» **Work request**
Check every line of the entries below for the word "TaskState". Then give the number of lines that have it, with nothing added.

━━━ Listed records ━━━

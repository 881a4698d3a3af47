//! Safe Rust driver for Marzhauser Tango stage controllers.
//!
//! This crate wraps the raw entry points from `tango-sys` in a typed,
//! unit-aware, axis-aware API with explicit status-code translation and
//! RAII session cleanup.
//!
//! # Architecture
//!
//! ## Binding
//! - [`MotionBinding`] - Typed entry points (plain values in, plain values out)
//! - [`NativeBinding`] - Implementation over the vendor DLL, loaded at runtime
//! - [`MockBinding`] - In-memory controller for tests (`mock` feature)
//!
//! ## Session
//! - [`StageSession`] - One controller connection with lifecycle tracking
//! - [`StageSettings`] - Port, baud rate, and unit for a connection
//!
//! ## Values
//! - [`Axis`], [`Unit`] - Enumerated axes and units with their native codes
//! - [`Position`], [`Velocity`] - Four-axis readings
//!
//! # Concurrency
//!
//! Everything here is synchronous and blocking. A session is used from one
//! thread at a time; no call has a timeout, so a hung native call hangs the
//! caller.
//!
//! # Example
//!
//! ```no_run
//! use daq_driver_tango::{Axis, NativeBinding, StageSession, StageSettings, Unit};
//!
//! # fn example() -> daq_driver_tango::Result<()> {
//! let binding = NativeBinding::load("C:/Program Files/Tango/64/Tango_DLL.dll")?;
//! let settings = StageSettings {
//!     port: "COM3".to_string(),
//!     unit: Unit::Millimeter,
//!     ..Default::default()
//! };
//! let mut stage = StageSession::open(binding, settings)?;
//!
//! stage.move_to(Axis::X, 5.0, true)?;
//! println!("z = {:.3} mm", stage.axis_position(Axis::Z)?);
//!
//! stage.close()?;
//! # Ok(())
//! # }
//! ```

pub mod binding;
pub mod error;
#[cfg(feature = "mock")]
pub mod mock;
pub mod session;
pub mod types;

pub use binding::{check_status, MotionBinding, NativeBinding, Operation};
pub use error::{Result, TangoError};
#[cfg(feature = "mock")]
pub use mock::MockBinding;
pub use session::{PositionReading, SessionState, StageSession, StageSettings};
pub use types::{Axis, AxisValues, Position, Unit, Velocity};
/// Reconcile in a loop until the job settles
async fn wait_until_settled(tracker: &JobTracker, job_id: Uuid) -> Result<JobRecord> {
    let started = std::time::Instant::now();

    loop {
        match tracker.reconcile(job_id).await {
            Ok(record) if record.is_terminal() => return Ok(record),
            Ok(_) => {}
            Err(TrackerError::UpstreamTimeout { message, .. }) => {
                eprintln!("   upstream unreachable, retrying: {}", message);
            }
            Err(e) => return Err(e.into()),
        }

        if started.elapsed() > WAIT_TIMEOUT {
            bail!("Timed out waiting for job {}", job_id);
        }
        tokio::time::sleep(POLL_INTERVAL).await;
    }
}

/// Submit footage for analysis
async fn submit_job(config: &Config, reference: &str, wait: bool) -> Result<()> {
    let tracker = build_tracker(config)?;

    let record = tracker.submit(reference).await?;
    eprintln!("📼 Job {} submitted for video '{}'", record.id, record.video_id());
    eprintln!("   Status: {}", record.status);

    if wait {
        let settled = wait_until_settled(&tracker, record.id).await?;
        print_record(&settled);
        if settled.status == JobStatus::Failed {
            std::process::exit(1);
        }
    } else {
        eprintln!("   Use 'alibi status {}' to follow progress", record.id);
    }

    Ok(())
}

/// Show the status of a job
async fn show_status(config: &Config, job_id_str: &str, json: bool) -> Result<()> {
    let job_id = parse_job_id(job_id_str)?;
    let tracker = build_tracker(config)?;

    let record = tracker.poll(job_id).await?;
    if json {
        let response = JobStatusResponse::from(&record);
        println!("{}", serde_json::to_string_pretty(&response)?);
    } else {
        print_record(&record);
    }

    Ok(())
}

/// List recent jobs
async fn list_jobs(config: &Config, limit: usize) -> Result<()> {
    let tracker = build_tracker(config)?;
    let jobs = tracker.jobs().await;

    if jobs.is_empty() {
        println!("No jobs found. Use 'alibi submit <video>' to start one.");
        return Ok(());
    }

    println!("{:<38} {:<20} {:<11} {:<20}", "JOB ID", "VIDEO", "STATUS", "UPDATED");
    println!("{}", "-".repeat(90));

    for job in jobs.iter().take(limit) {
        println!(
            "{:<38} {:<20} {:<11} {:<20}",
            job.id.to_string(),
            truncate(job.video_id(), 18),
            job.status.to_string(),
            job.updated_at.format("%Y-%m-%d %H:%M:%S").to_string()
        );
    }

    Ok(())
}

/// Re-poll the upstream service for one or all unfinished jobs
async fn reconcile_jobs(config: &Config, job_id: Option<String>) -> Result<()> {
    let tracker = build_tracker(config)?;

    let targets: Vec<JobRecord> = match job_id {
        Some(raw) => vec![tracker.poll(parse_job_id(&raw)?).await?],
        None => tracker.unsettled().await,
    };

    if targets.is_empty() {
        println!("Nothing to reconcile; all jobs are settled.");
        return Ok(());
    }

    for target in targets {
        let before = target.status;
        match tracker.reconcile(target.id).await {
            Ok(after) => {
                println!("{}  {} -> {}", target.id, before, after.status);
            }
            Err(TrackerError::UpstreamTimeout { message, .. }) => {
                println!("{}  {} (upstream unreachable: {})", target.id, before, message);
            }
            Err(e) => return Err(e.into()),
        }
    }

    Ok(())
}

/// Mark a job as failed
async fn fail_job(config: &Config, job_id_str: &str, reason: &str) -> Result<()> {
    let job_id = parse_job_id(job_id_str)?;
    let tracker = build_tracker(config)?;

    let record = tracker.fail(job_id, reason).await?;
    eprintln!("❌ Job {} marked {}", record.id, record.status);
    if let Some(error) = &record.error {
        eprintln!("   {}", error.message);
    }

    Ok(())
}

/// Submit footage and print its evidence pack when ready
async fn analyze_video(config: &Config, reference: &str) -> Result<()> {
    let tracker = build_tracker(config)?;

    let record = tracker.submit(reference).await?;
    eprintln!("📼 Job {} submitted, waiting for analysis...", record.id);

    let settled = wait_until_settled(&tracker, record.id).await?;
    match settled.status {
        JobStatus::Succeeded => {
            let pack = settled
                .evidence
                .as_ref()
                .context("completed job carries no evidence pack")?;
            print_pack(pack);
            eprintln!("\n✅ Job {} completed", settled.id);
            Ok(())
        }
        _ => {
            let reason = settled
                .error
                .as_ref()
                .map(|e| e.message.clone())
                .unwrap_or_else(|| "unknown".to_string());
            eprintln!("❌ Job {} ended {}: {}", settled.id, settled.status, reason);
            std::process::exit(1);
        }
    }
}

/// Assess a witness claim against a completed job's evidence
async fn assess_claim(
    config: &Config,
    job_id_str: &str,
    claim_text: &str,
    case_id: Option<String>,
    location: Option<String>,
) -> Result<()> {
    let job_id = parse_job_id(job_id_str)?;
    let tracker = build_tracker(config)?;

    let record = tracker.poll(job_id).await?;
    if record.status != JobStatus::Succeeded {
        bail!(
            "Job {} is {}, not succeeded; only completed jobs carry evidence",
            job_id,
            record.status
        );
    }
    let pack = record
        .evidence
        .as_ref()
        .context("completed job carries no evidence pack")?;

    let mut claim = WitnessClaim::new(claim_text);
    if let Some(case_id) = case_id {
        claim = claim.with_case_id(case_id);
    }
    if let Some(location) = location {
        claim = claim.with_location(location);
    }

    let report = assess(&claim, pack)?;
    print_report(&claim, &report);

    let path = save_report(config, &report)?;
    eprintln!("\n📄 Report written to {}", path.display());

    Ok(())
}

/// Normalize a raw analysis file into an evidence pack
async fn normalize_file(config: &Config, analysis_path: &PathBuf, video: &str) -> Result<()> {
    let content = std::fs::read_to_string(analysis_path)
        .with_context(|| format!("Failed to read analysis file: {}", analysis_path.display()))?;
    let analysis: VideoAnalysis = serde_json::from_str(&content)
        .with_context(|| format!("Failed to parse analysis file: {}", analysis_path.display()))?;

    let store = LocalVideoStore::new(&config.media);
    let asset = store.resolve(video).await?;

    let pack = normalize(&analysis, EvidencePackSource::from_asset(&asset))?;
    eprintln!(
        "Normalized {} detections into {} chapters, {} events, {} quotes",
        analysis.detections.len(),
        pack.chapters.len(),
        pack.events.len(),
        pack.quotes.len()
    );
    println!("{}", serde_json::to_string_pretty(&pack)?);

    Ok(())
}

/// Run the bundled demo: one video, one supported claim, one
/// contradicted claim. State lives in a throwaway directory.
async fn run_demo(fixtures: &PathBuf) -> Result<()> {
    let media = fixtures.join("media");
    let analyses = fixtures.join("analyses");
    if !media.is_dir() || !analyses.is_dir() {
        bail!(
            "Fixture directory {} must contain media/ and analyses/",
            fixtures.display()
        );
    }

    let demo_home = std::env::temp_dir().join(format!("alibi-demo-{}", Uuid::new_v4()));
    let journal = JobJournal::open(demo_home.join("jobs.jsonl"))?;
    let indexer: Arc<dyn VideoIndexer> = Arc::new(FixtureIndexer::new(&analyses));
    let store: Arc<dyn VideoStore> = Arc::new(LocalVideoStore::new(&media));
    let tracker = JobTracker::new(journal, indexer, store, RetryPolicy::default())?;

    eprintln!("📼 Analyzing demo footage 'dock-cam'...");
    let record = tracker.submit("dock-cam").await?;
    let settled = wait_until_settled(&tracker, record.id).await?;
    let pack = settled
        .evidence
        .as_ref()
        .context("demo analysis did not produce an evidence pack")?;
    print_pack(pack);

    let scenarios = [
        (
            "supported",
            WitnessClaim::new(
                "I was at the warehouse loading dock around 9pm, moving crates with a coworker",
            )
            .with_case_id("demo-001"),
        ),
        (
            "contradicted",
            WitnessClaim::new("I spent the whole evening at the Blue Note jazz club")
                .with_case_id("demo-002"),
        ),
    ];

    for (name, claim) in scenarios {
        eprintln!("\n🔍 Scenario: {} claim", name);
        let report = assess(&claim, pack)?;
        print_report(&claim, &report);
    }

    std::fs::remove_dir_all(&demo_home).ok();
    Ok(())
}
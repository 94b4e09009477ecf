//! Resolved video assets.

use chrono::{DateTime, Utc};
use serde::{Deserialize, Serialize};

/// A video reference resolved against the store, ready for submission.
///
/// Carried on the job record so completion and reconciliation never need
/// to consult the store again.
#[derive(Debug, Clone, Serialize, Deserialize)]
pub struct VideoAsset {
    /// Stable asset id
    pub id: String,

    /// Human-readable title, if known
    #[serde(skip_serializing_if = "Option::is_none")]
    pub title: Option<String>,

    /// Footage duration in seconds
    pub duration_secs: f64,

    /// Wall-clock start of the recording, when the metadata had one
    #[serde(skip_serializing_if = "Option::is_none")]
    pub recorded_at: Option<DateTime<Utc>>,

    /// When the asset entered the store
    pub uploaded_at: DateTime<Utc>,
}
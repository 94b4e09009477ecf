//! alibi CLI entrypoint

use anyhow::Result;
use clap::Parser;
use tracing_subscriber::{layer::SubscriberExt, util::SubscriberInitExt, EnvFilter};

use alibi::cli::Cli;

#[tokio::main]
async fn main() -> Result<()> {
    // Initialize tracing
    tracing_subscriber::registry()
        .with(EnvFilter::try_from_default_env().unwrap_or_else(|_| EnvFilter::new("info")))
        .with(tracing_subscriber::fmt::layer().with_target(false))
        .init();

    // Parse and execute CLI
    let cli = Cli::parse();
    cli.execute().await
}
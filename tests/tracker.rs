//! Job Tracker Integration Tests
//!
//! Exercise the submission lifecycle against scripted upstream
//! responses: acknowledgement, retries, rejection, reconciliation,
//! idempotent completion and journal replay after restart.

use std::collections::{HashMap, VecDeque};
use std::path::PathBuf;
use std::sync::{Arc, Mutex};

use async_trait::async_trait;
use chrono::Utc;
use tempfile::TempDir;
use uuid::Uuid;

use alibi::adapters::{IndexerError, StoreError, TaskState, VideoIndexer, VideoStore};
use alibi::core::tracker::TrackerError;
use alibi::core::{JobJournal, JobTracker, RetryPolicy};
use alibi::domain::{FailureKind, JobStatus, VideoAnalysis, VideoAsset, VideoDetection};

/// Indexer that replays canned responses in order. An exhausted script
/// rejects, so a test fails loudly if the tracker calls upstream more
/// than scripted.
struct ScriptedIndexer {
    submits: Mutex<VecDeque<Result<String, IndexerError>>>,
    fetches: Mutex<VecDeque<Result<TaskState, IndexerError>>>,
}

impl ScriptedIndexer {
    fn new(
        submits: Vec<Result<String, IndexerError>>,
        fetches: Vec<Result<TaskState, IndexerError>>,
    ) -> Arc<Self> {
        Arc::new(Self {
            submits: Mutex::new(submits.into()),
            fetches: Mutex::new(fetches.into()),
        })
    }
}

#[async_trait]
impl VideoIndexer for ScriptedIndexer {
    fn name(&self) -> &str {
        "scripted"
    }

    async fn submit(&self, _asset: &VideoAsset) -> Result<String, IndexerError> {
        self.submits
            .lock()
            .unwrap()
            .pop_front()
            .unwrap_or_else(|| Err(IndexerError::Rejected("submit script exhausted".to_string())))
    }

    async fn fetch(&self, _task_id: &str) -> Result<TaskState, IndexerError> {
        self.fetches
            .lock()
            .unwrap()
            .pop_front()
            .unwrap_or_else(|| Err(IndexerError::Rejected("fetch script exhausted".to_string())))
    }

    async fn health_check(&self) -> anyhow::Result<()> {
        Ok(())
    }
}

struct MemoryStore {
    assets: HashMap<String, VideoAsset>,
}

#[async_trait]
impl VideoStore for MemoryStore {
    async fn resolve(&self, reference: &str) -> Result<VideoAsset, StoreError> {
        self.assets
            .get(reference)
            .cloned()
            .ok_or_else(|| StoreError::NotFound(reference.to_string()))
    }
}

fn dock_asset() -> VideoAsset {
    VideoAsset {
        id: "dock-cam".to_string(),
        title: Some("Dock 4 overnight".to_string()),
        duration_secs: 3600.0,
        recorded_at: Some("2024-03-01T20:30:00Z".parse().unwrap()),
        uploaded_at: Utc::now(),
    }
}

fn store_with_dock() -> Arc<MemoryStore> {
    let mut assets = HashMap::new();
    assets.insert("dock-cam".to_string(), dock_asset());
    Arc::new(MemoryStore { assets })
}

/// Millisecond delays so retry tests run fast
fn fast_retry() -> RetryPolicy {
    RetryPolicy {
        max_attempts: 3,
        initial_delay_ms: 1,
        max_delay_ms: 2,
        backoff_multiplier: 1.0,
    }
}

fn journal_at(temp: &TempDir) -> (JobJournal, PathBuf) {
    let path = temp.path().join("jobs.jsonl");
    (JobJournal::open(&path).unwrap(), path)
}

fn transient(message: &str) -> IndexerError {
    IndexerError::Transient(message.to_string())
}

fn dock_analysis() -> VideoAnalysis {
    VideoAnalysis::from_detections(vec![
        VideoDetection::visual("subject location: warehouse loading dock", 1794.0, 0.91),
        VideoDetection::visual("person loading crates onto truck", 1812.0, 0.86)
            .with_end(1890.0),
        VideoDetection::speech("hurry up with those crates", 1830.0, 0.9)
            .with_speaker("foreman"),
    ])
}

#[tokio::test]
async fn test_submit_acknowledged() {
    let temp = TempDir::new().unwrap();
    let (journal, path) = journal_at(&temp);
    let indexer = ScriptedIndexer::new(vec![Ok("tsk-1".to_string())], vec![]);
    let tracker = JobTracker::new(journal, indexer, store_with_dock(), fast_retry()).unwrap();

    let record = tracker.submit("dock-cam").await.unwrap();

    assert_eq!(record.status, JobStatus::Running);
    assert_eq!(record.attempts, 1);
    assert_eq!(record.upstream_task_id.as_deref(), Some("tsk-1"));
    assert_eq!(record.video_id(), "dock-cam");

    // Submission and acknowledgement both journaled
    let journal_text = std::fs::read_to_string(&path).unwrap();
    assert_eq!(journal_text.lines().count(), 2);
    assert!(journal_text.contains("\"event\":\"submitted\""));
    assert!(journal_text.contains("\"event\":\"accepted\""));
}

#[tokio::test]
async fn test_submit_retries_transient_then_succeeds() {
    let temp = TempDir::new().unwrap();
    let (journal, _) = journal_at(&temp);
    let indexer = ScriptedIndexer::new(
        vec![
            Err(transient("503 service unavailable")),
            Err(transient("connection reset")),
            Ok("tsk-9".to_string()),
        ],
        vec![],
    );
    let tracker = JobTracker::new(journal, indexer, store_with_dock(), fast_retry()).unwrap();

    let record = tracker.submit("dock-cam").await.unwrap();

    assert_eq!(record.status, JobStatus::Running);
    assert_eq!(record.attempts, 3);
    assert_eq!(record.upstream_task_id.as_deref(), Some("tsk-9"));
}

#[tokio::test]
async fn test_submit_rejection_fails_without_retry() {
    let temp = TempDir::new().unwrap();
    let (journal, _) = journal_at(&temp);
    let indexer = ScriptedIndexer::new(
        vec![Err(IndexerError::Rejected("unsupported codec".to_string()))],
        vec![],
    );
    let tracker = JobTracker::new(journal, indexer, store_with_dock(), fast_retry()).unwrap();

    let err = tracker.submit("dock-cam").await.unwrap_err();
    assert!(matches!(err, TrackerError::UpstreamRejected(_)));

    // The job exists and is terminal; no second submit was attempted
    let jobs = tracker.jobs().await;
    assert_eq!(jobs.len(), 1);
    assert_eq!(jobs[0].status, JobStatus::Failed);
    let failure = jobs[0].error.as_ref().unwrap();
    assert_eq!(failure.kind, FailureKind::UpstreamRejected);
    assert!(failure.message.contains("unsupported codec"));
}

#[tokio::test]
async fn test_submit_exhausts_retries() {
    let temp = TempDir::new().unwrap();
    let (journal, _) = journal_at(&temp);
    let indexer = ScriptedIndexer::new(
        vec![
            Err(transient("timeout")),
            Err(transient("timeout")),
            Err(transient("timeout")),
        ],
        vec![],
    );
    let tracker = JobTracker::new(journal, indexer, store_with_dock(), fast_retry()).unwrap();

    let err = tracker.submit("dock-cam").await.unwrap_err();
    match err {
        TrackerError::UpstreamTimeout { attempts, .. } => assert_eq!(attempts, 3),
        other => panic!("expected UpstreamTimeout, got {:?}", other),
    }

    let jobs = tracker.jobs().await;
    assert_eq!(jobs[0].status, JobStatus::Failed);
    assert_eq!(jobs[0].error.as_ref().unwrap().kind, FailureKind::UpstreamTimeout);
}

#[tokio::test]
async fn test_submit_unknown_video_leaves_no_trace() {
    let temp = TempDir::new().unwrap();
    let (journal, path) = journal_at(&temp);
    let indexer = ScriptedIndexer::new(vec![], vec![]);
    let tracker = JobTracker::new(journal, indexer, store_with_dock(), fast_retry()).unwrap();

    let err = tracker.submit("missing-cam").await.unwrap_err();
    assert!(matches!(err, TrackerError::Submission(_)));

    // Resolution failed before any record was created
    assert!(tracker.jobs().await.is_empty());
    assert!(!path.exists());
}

━━━

» **Written reply**
4